## [WHAT YOU NEED TO DO]
Pull every line from the records that has the word "sample" in it.

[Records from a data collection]
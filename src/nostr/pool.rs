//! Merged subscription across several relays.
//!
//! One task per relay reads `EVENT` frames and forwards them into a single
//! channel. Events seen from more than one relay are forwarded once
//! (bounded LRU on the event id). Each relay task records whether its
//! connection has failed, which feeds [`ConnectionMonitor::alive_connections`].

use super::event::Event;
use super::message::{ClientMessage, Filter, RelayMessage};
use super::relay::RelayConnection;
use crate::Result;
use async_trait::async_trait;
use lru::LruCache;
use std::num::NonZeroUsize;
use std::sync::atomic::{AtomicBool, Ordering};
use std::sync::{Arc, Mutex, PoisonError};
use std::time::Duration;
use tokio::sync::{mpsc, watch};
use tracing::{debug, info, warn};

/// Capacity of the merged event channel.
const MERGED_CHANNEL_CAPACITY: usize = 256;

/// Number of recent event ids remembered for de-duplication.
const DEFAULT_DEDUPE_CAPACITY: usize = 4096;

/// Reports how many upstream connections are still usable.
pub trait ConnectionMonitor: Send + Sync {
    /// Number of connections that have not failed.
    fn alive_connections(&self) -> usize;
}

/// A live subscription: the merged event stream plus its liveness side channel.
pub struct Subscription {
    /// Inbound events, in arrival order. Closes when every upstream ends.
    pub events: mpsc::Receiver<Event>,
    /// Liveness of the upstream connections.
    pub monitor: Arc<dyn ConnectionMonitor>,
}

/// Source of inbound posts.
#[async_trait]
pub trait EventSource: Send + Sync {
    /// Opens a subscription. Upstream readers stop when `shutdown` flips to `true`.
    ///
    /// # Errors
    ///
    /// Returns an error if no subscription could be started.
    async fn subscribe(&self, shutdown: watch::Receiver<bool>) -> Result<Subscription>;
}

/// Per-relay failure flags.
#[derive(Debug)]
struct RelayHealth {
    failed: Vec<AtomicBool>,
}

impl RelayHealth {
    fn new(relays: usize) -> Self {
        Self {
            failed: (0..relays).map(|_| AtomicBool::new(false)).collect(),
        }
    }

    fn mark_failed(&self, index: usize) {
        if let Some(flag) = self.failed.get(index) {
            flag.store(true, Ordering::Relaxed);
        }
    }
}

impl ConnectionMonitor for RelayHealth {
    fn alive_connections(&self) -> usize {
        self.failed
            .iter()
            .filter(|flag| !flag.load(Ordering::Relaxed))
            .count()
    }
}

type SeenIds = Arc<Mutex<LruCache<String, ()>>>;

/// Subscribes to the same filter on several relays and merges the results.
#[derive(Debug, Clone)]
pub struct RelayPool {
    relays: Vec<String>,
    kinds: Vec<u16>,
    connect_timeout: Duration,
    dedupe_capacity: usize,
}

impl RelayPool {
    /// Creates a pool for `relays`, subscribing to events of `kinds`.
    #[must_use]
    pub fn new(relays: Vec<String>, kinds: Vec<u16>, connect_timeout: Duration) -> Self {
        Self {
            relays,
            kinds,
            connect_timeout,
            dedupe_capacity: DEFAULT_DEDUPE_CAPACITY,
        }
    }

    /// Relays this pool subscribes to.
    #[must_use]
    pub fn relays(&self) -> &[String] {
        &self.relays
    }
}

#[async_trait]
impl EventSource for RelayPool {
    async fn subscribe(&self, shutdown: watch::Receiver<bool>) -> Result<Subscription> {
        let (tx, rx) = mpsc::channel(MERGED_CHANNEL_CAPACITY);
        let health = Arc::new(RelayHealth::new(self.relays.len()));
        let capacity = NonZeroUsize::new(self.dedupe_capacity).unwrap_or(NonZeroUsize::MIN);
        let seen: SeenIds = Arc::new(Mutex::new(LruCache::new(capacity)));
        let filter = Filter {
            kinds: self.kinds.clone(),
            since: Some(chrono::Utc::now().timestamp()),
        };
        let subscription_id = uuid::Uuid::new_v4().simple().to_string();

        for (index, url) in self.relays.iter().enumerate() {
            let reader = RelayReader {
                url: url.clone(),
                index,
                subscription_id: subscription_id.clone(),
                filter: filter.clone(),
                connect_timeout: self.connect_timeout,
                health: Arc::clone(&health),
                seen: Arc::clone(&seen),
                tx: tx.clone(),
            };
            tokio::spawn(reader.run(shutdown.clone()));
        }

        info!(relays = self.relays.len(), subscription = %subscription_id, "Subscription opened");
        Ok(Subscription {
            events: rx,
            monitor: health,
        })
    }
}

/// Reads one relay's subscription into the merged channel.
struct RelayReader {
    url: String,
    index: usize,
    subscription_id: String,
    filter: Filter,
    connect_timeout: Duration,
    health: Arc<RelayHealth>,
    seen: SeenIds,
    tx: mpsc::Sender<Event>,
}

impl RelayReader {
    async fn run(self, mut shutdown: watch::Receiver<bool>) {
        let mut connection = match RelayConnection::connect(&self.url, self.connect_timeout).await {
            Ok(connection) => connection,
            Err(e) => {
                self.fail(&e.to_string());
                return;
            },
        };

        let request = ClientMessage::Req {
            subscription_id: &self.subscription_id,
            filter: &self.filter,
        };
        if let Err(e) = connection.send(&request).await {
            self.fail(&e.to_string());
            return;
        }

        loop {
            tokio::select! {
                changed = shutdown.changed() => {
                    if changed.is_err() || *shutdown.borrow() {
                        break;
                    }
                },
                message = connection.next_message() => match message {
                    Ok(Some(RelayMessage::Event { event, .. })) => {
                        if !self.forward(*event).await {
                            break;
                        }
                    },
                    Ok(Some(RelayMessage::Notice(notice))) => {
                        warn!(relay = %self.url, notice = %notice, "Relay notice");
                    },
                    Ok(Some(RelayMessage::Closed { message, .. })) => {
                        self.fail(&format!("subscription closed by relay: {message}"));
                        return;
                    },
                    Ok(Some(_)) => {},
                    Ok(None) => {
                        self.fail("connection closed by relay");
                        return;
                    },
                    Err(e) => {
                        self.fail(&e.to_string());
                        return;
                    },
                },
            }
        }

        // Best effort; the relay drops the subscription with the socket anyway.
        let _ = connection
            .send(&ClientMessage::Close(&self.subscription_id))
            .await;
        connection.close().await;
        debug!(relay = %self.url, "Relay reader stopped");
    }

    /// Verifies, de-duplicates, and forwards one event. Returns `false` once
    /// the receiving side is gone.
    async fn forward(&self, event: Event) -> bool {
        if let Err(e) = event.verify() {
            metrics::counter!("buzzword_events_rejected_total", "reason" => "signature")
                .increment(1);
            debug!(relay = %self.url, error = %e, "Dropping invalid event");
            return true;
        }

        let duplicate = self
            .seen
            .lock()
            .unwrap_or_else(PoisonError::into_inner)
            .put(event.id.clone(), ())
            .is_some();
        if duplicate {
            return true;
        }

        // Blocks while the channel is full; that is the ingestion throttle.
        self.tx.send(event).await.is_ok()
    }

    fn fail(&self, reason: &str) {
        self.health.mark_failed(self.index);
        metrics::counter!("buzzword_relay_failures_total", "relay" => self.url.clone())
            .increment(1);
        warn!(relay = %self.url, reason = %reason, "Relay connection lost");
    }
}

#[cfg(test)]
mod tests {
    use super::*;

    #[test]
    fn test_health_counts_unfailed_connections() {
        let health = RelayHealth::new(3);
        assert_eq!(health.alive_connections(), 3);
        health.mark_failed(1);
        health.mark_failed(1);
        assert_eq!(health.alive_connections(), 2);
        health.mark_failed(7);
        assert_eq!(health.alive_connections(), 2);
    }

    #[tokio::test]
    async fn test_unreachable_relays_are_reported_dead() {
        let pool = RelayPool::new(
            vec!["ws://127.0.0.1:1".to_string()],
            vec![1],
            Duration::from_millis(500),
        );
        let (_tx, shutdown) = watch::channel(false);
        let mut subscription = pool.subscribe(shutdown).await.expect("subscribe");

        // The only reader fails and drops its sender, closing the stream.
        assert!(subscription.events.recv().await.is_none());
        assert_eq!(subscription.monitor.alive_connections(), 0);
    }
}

--

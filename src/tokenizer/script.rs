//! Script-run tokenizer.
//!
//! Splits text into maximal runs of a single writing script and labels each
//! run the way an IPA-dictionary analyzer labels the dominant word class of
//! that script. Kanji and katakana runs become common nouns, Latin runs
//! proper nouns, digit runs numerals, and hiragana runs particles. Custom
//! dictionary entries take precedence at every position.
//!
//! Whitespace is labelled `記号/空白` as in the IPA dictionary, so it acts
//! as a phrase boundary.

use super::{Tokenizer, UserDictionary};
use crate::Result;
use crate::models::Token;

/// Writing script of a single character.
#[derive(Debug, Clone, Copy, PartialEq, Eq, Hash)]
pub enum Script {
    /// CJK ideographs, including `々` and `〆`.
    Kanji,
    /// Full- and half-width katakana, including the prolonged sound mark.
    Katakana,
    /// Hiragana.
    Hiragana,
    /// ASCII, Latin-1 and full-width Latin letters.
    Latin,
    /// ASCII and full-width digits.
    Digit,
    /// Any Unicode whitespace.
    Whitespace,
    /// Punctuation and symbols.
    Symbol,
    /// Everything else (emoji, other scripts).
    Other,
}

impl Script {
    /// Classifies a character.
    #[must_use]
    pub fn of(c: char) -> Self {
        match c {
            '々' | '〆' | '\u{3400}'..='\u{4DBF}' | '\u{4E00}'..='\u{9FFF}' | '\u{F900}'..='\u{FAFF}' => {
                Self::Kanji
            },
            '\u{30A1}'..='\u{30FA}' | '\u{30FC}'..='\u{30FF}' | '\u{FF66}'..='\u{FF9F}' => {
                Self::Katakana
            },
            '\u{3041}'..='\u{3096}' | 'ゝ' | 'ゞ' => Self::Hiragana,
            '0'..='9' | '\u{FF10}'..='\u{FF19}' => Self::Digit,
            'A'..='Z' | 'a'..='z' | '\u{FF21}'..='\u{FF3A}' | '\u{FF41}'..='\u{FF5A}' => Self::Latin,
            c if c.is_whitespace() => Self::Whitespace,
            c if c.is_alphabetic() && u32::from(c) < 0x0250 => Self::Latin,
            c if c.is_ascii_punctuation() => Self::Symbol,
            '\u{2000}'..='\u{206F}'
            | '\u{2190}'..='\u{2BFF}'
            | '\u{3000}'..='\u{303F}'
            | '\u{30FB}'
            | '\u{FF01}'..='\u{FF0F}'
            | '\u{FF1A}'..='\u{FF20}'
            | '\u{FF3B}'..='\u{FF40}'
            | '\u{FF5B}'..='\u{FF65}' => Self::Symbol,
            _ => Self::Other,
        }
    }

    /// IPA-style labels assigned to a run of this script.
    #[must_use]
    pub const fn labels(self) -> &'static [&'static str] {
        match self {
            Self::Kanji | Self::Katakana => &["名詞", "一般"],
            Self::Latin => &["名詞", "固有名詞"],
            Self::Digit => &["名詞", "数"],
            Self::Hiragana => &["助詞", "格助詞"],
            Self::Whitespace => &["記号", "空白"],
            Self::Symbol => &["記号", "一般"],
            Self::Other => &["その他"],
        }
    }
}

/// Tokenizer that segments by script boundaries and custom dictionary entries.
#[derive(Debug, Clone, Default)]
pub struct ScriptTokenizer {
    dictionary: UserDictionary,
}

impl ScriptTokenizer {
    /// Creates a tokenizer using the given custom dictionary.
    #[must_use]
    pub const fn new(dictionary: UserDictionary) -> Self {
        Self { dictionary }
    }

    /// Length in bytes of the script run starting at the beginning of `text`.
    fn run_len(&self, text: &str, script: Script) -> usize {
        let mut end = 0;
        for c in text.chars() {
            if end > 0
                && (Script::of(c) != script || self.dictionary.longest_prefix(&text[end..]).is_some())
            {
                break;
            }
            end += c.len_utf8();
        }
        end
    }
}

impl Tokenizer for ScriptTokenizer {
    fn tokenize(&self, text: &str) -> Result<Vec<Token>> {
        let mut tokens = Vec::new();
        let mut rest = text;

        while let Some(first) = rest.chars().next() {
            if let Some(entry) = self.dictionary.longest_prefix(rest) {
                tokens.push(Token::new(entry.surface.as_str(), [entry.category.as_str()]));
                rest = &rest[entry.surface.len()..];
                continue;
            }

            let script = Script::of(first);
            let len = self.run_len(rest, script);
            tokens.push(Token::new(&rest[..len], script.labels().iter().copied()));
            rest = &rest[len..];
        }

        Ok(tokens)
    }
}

--

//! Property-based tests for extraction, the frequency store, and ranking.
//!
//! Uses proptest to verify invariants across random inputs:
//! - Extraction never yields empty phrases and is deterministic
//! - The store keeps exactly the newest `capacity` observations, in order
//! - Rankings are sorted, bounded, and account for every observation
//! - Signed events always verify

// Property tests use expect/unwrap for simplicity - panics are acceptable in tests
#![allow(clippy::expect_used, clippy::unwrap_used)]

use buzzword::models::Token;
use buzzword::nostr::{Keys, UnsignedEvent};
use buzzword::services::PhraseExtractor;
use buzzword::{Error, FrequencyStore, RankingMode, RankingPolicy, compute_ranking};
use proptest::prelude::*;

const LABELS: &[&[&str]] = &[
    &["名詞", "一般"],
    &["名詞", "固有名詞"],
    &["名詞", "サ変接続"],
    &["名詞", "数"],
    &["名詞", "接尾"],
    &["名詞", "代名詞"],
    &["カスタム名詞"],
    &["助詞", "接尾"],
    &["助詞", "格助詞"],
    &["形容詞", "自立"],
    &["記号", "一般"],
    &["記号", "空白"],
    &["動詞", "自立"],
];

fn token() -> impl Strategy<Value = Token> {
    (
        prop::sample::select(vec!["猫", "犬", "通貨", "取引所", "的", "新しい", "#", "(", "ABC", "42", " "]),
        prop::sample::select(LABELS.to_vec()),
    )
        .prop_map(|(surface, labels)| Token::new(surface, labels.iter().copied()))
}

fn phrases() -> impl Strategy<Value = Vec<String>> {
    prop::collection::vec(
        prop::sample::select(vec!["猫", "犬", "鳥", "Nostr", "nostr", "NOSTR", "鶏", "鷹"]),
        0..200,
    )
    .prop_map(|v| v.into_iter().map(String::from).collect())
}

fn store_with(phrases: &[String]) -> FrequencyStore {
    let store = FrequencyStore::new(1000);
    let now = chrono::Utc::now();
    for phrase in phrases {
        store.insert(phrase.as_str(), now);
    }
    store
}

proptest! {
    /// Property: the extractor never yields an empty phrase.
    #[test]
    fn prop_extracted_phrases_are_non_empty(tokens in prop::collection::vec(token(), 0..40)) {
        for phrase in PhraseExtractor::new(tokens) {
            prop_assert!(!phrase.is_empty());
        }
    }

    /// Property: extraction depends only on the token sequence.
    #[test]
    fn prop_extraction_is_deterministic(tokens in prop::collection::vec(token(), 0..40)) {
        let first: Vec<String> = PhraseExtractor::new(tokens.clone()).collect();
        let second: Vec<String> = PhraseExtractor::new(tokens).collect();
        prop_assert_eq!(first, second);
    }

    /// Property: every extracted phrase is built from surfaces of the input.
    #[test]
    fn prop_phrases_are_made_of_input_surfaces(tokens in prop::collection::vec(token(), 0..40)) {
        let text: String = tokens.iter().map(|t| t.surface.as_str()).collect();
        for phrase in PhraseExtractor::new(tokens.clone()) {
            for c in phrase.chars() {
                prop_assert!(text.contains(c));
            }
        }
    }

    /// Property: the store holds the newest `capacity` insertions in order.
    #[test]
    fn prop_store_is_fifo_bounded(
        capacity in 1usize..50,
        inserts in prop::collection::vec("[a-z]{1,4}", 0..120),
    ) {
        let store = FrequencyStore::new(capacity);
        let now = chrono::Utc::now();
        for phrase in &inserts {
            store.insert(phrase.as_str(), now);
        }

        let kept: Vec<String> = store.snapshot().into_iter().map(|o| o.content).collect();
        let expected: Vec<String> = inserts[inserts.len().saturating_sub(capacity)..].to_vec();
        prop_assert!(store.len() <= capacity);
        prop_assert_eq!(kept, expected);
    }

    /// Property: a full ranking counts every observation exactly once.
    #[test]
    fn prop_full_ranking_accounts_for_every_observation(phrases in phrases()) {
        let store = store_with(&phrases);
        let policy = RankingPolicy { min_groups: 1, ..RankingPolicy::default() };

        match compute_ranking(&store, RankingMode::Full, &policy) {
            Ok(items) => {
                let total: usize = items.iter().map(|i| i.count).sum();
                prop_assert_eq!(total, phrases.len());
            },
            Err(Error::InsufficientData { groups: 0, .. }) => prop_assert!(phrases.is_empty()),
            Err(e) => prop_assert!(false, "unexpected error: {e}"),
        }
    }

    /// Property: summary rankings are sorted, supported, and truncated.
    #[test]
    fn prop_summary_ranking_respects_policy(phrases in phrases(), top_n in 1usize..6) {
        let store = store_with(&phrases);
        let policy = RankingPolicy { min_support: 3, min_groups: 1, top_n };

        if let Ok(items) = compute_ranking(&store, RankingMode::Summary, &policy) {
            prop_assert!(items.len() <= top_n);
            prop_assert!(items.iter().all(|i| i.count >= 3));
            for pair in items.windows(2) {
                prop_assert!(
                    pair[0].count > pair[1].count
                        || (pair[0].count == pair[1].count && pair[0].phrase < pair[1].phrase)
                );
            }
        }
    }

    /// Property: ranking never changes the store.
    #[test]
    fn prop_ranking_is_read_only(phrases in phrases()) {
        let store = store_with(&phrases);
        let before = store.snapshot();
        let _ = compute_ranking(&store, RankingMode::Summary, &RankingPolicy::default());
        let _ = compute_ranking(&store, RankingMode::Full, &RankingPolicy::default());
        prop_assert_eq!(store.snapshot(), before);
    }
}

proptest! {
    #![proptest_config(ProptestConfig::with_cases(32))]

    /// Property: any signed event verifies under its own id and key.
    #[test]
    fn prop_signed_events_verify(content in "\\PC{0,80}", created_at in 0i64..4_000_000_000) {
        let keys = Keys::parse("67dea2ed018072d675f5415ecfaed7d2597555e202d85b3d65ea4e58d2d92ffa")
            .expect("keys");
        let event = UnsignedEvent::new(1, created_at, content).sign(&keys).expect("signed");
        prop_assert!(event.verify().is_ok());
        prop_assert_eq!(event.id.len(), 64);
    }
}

## [TASK SOLUTION]
        prop::sample::select(vec!["猫", "犬", "通貨", "取引所", "的", "新しい", "#", "(", "ABC", "42", " "]),
        prop::sample::select(LABELS.to_vec()),
        prop::sample::select(vec!["猫", "犬", "鳥", "Nostr", "nostr", "NOSTR", "鶏", "鷹"]),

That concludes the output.